EU-Russia Gas Relations: Challenges and Possible Solutions.
By Ekaterina Ananyeva (M.A. Peace and Conflict Studies student, Philipps University Marburg)
Focus of this work is on Gazprom, the biggest gas company in Russia and main trade partner of the EU. The main question is: are EU-Gazprom gas relations politicised and by how far? Working with the empirical data proved that EU-Gazprom trade relations are politicised due to the decisive role the Kremlin has in this energy company. The way it works on the internal market as well as its relations with foreign investors to major Russian production fields allows speaking of general behavioural trends that ought to be taken into account.
The problem of politicised relations with Gazprom and a need to find a way to negotiate for more liberal and market-oriented relations urges either to look for other trade partners, or to resolve existing disagreements with Gazprom and the Kremlin.

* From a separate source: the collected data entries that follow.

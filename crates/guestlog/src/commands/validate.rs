//! Validate command implementation

use anyhow::{bail, Result};
use guestlog_ipc::{IpcClient, Request, Response};
use std::path::PathBuf;

use crate::output::{print_error, print_path};

pub async fn execute(client: &IpcClient, file: PathBuf, owner: String) -> Result<()> {
    if !file.is_absolute() {
        print_error("Log file must be an absolute path");
        bail!("Relative log file path: {}", file.display());
    }

    let request = Request::ValidateLogFile {
        file_name: file,
        owner,
    };

    match client.send(&request).await? {
        Response::LogFile { path } => {
            print_path(&path);
            Ok(())
        }
        response => Err(super::unexpected(response)),
    }
}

As gas and oil production in the EU reduces, imports from other countries, and Russia above all, tend to have a greater role. Statistically speaking, energy usage has risen on about 60% from 1988, while energy production has fallen on the same percentage to the 2010 level. Moreover, in order to reduce CO2 and avoid Fukushima`s tragedy in Europe, it was decided to turn to renewable sources of energy.  Gas became a transitional solution, given the mentioned circumstances. Due to its being a “regional commodity” for the EU, it is the aim of Brussels to secure possibly a high number of providers with as numerous chains of supply as possible.
Gas disputes between Russia and transit-countries (especially Ukraine) are becoming more and more frequent, thus raising EU attention to the problem of energy security. Recent events in Ukraine (the Maidan uprising, annexation of Crimea, and the war in eastern Ukraine) antagonized the situation and triggered the discussion around future Russian gas exports to Europe.
This work is aimed to answer the question if the EU is still highly dependent on Russian exports, and if yes, is there any way to change it? The hypothesis answers both these questions positively and argues for demonopolization of the energy market. In order to prove this necessity, the biggest Russian exporting organization, Gazprom, is analyzed. The focus is given to its internal organization and value on the Russian energy market.